Signal Puako planned to build 2,760 homes, and as part of its approval agreed to make 60 percent of the homes affordable to moderate-income buyers.
Another developer, Japanese firm Nansay Hawaii Inc., took over and amended the plan in 1991 to 1,550 homes and six golf courses.
Nansay, however, ran into financial trouble amid Hawaii’s flagging economy in the early 1990s, and managed to build only about 100 affordable homes.
In 1998 the land was sold at foreclosure; it was acquired a year later by an affiliate of Bridge Capital, a real estate and lending company based in the U.S. Virgin Islands.
In 2005, as Hawaii’s real estate market was booming, Bridge Capital proposed building 2,300 homes, two golf courses, a regional shopping center, a public school and 26 acres of park space.
But Bridge Capital said it couldn’t produce 1,300 affordable homes under the 60 percent requirement.
The firm petitioned the Land Use Commission to reduce the requirement to 20 percent, or 385 homes, arguing that the old requirement made any development cost-prohibitive.
The commission agreed but imposed a five-year deadline to deliver all the affordable homes after Bridge Capital said five years, including time for possible delays, would be reasonable.
Construction was anticipated to begin in early 2006, but Bridge Capital encountered permitting delays, including a new requirement in late 2007 to produce an environmental impact statement in the wake of a legal ruling over the Hawaii Superferry. The global financial crisis also hung up financing.
Given anemic progress on affordable-home construction, the commission voted to rescind its land-use approval in April 2009.
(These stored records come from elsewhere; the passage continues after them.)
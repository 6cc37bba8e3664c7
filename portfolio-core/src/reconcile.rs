//! Startup reconciliation between the local cache and the remote store
//!
//! Decision table, first match wins:
//!
//! ```text
//!  remote        local          result                 push to remote
//!  ------------  -------------  ---------------------  --------------
//!  unreachable   present        local                  no
//!  unreachable   absent         seed (memory only)     no
//!  empty         present        local                  yes
//!  empty         absent         seed                   yes
//!  document      both stamped   newer stamp, tie→remote  policy
//!  document      otherwise      remote                 no
//! ```
//!
//! The selection is pure; the caller performs the fetch, the cache read and
//! any resulting push.

use crate::document::PortfolioDocument;

/// Outcome of the single remote fetch done at startup
#[derive(Debug, Clone, PartialEq)]
pub enum RemoteState {
    /// Network or server failure
    Unreachable,
    /// Store answered but holds no document
    Empty,
    /// Store returned a document
    Present(PortfolioDocument),
}

/// Where the live document came from
#[derive(Debug, Clone, Copy, PartialEq, Eq)]
pub enum Source {
    Remote,
    LocalCache,
    Seed,
}

impl std::fmt::Display for Source {
    fn fmt(&self, f: &mut std::fmt::Formatter<'_>) -> std::fmt::Result {
        match self {
            Source::Remote => write!(f, "remote"),
            Source::LocalCache => write!(f, "local cache"),
            Source::Seed => write!(f, "seed"),
        }
    }
}

/// Knobs for the decision table
#[derive(Debug, Clone, Copy, Default, PartialEq, Eq)]
pub struct ReconcilePolicy {
    /// Push the local copy back when it beats a stamped remote copy.
    /// Off by default: the newer local copy then waits for the next
    /// mutation's debounced save.
    pub push_newer_local: bool,
}

#[derive(Debug, Clone, PartialEq)]
pub struct Reconciliation {
    pub document: PortfolioDocument,
    pub source: Source,
    /// Whether the caller should write `document` to the remote store
    pub push: bool,
}

impl Reconciliation {
    fn keep(document: PortfolioDocument, source: Source) -> Self {
        Self { document, source, push: false }
    }

    fn push(document: PortfolioDocument, source: Source) -> Self {
        Self { document, source, push: true }
    }
}

/// Pick the live document from what the cache and the remote store hold
pub fn reconcile(
    local: Option<PortfolioDocument>,
    remote: RemoteState,
    policy: &ReconcilePolicy,
) -> Reconciliation {
    match (remote, local) {
        (RemoteState::Unreachable, Some(local)) => Reconciliation::keep(local, Source::LocalCache),
        (RemoteState::Unreachable, None) => {
            Reconciliation::keep(PortfolioDocument::seed(), Source::Seed)
        }
        (RemoteState::Empty, Some(local)) => Reconciliation::push(local, Source::LocalCache),
        (RemoteState::Empty, None) => Reconciliation::push(PortfolioDocument::seed(), Source::Seed),
        (RemoteState::Present(remote), Some(local)) => {
            match (local.last_updated, remote.last_updated) {
                (Some(l), Some(r)) if l > r => Reconciliation {
                    document: local,
                    source: Source::LocalCache,
                    push: policy.push_newer_local,
                },
                _ => Reconciliation::keep(remote, Source::Remote),
            }
        }
        (RemoteState::Present(remote), None) => Reconciliation::keep(remote, Source::Remote),
    }
}

#[cfg(test)]
mod tests {
    use super::*;

    fn stamped(name: &str, stamp: Option<i64>) -> PortfolioDocument {
        let mut doc = PortfolioDocument::default();
        doc.profile.name = name.into();
        doc.last_updated = stamp;
        doc
    }

    fn run(local: Option<PortfolioDocument>, remote: RemoteState) -> Reconciliation {
        reconcile(local, remote, &ReconcilePolicy::default())
    }

    #[test]
    fn test_unreachable_prefers_cache() {
        let r = run(Some(stamped("local", Some(1))), RemoteState::Unreachable);
        assert_eq!(r.source, Source::LocalCache);
        assert_eq!(r.document.profile.name, "local");
        assert!(!r.push);
    }

    #[test]
    fn test_unreachable_without_cache_keeps_seed_unpushed() {
        let r = run(None, RemoteState::Unreachable);
        assert_eq!(r.source, Source::Seed);
        assert_eq!(r.document, PortfolioDocument::seed());
        assert!(!r.push);
    }

    #[test]
    fn test_empty_remote_adopts_and_pushes_cache() {
        let r = run(Some(stamped("local", None)), RemoteState::Empty);
        assert_eq!(r.source, Source::LocalCache);
        assert!(r.push);
    }

    #[test]
    fn test_empty_remote_without_cache_pushes_seed() {
        let r = run(None, RemoteState::Empty);
        assert_eq!(r.source, Source::Seed);
        assert_eq!(r.document, PortfolioDocument::seed());
        assert!(r.push);
    }

    #[test]
    fn test_strictly_newer_local_wins() {
        let r = run(
            Some(stamped("local", Some(200))),
            RemoteState::Present(stamped("remote", Some(100))),
        );
        assert_eq!(r.source, Source::LocalCache);
        assert_eq!(r.document.profile.name, "local");
        assert!(!r.push);
    }

    #[test]
    fn test_tie_goes_to_remote() {
        let r = run(
            Some(stamped("local", Some(100))),
            RemoteState::Present(stamped("remote", Some(100))),
        );
        assert_eq!(r.source, Source::Remote);
        assert_eq!(r.document.profile.name, "remote");
    }

    #[test]
    fn test_older_local_loses() {
        let r = run(
            Some(stamped("local", Some(50))),
            RemoteState::Present(stamped("remote", Some(100))),
        );
        assert_eq!(r.document.profile.name, "remote");
    }

    #[test]
    fn test_missing_stamp_on_either_side_goes_to_remote() {
        let r = run(
            Some(stamped("local", None)),
            RemoteState::Present(stamped("remote", Some(1))),
        );
        assert_eq!(r.source, Source::Remote);

        let r = run(
            Some(stamped("local", Some(999))),
            RemoteState::Present(stamped("remote", None)),
        );
        assert_eq!(r.source, Source::Remote);
    }

    #[test]
    fn test_remote_wins_without_cache() {
        let r = run(None, RemoteState::Present(stamped("remote", Some(1))));
        assert_eq!(r.source, Source::Remote);
        assert!(!r.push);
    }

    #[test]
    fn test_policy_pushes_newer_local() {
        let policy = ReconcilePolicy { push_newer_local: true };
        let r = reconcile(
            Some(stamped("local", Some(200))),
            RemoteState::Present(stamped("remote", Some(100))),
            &policy,
        );
        assert_eq!(r.source, Source::LocalCache);
        assert!(r.push);
    }
}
Bridge Capital asked the commission to reconsider and said it had sold a 61-acre portion of the property to DW Aina Lea to help advance construction. The commission put its cancellation on hold but imposed a March 31, 2010, deadline to complete 16 homes.
The 16 homes were built by the deadline but lacked roads or utilities.
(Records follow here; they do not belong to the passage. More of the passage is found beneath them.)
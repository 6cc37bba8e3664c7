//! HTTP routes for the portfolio server

pub mod data;
pub mod health;
pub mod upload;

pub use data::{handle_get_data, handle_post_data};
pub use health::health_check;
pub use upload::{extract_image, handle_upload};

use bytes::Bytes;
use http_body_util::Full;
use hyper::header::{HeaderValue, ACCESS_CONTROL_ALLOW_ORIGIN, CACHE_CONTROL, CONTENT_TYPE};
use hyper::{Response, StatusCode};
use serde::Serialize;
use serde_json::json;
use tracing::error;

use crate::services::MediaHostError;
use crate::types::ServerError;

/// Build a response with the headers every API reply carries
fn build(status: StatusCode, content_type: &'static str, body: Bytes) -> Response<Full<Bytes>> {
    let mut response = Response::new(Full::new(body));
    *response.status_mut() = status;
    let headers = response.headers_mut();
    headers.insert(CONTENT_TYPE, HeaderValue::from_static(content_type));
    headers.insert(ACCESS_CONTROL_ALLOW_ORIGIN, HeaderValue::from_static("*"));
    headers.insert(CACHE_CONTROL, HeaderValue::from_static("no-store"));
    response
}

/// Serialize `body` as the JSON reply
pub fn json_response<T: Serialize>(status: StatusCode, body: &T) -> Response<Full<Bytes>> {
    match serde_json::to_vec(body) {
        Ok(bytes) => build(status, "application/json", Bytes::from(bytes)),
        Err(e) => {
            error!("Failed to encode response: {}", e);
            error_response(StatusCode::INTERNAL_SERVER_ERROR, "Failed to encode response")
        }
    }
}

/// JSON `null`, the reply when no document exists or persistence is disabled
pub fn null_response() -> Response<Full<Bytes>> {
    build(StatusCode::OK, "application/json", Bytes::from_static(b"null"))
}

/// `{"error": message}`
pub fn error_response(status: StatusCode, message: &str) -> Response<Full<Bytes>> {
    json_response(status, &json!({ "error": message }))
}

/// Map a server error to its JSON reply
pub fn server_error_response(err: &ServerError) -> Response<Full<Bytes>> {
    match err {
        ServerError::MediaHost(MediaHostError::Rejected { status, message }) => json_response(
            StatusCode::BAD_GATEWAY,
            &json!({ "error": "Upload failed", "details": message, "status": status }),
        ),
        ServerError::MediaHost(e) => json_response(
            StatusCode::BAD_GATEWAY,
            &json!({ "error": "Upload failed", "details": e.to_string() }),
        ),
        ServerError::NotFound(path) => json_response(
            StatusCode::NOT_FOUND,
            &json!({
                "error": "Not Found",
                "path": path,
                "hint": "Available routes: GET/POST /api/data, POST /api/upload, GET /health"
            }),
        ),
        other => error_response(other.status_code(), &other.to_string()),
    }
}

/// CORS preflight response
pub fn preflight_response() -> Response<Full<Bytes>> {
    let mut response = build(StatusCode::OK, "text/plain", Bytes::new());
    let headers = response.headers_mut();
    headers.insert("Access-Control-Allow-Headers", HeaderValue::from_static("*"));
    headers.insert(
        "Access-Control-Allow-Methods",
        HeaderValue::from_static("GET, POST, OPTIONS"),
    );
    response
}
Regardless of whether the deadline for "completing" 16 homes was met, it was clear DW Aina Lea couldn’t meet the bigger deadline to finish 385 homes by Nov. 17.
In September the developer petitioned the commission for an extension to allow delivery of 190 affordable homes by the end of this year and the other 195 by the end of 2012.
Wessels said $25 million has been spent on the project, including infrastructure work, 40 finished homes and 24 more in early stages of construction.
Occupancy, however, isn’t possible because the developer is hung up over permitting for a highway intersection, which has prevented construction of any roads or utilities to homes.
On Thursday the commission didn’t even take up DW Aina Lea’s motion for a deadline extension, instead voting to cancel its 1989 approval urbanizing the property.
Dan Davidson, the commission’s nonvoting executive director, declined to elaborate on the ruling or what will become of construction to date.
Wessels said he doesn’t see how the commission’s move will invalidate a subdivision that’s partially built, and he aims to push ahead.
"We haven’t stopped construction," he said. "We’re moving forward."